**Task brief**
Write out, exactly as they appear, only the lines running from the line with "let modules: Vec<&str>" to the final line of the listing; include both.

**Provided records**
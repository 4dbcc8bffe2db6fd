use depsym_cli::models::VersionMode;
use depsym_cli::render::{KotlinOptions, render_libs, render_versions};
use depsym_cli::report::{flatten, parse_report};
use depsym_cli::resolver::{NamingConfig, ResolvedSet, resolve_graph};
use depsym_cli::test_utils::{ReportBuilder, SAMPLE_REPORT, init_test_logging};

fn sample() -> ResolvedSet {
    init_test_logging(None);
    let graph = parse_report(SAMPLE_REPORT).unwrap();
    resolve_graph(&graph, &NamingConfig::default()).unwrap()
}

#[test]
fn test_sample_names() {
    let resolved = sample();
    let names: Vec<(&str, &str, VersionMode)> = resolved
        .iter()
        .map(|d| (d.symbol_name.as_str(), d.coordinate_symbol_name.as_str(), d.mode))
        .collect();

    assert_eq!(
        names,
        vec![
            ("androidx_core_core", "androidx_core_core", VersionMode::GroupModule),
            ("androidx_room", "room_compiler", VersionMode::Group),
            ("androidx_room", "room_runtime", VersionMode::Group),
            ("gradlelatestversion", "gradlelatestversion", VersionMode::Module),
            ("guava", "guava", VersionMode::Module),
            ("legacy", "legacy", VersionMode::Module),
            ("okhttp", "okhttp", VersionMode::Module),
            (
                "org_jetbrains_kotlin_jvm_gradle_plugin",
                "org_jetbrains_kotlin_jvm_gradle_plugin",
                VersionMode::Module
            ),
            (
                "org_jetbrains_kotlinx_kotlinx_coroutines",
                "kotlinx_coroutines_android",
                VersionMode::Group
            ),
            ("org_jetbrains_kotlinx_kotlinx_coroutines", "kotlinx_coroutines_core", VersionMode::Group),
        ]
    );
}

#[test]
fn test_sample_versions_object() {
    let source = render_versions(&sample(), &KotlinOptions::default()).unwrap();

    assert!(source.contains("object Versions {"));
    assert!(source.contains("    const val org_jetbrains_kotlinx_kotlinx_coroutines: String = \"1.3.2\""));
    assert!(source.contains("    const val androidx_room: String = \"2.2.1\""));
    assert!(source.contains("    const val okhttp: String = \"3.12.1\" // available: \"4.2.2\""));
    assert!(source.contains("    const val legacy: String = \"none\" // No version to track"));
    assert!(source.contains("    const val gradleLatestVersion: String = \"6.0.1\""));
    assert!(source.contains("Current version: \"5.6.2\""));
    assert_eq!(source.matches("androidx_room:").count(), 1);
    assert!(source.trim_end().ends_with('}'));
}

#[test]
fn test_sample_libs_object() {
    let source = render_libs(&sample(), &KotlinOptions::default()).unwrap();

    assert!(source.contains("object Libs {"));
    assert!(source.contains("const val room_runtime: String = \"androidx.room:room-runtime:\" + Versions.androidx_room"));
    assert!(source.contains("const val room_compiler: String = \"androidx.room:room-compiler:\" + Versions.androidx_room"));
    assert!(source.contains("const val legacy: String = \"com.example:legacy\""));
    assert!(source.contains("     * https://github.com/google/guava"));
    assert!(!source.contains("gradleLatestVersion"));
}

#[test]
fn test_builder_report_round_trips_through_json() {
    let report = ReportBuilder::new()
        .current("com.google.guava", "guava", "28.1-jre")
        .outdated("com.squareup.okhttp3", "okhttp", "3.12.1", "4.2.2")
        .unresolved("com.example", "legacy")
        .gradle("5.6.2", "5.6.2");

    let graph = parse_report(&report.to_json()).unwrap();
    assert_eq!(graph, report.clone().build());

    let records = flatten(&graph).unwrap();
    let modules: Vec<&str> = records.iter().map(|r| r.module.as_str()).collect();
    assert_eq!(modules, vec!["guava", "okhttp", "legacy", "gradleLatestVersion"]);
    assert_eq!(records[2].version, "none");
    assert!(records[3].available.is_none());
}

#[test]
fn test_malformed_report_is_fatal() {
    let graph = parse_report(r#"{ "outdated": { "dependencies": [ { "name": "okhttp", "version": "1.0" } ] } }"#).unwrap();
    let err = resolve_graph(&graph, &NamingConfig::default()).unwrap_err();
    assert!(err.to_string().contains("'outdated'"));
}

**Your response**
    let modules: Vec<&str> = records.iter().map(|r| r.module.as_str()).collect();
    assert_eq!(modules, vec!["guava", "okhttp", "legacy", "gradleLatestVersion"]);
    assert_eq!(records[2].version, "none");
    assert!(records[3].available.is_none());
}

#[test]
fn test_malformed_report_is_fatal() {
    let graph = parse_report(r#"{ "outdated": { "dependencies": [ { "name": "okhttp", "version": "1.0" } ] } }"#).unwrap();
    let err = resolve_graph(&graph, &NamingConfig::default()).unwrap_err();
    assert!(err.to_string().contains("'outdated'"));
}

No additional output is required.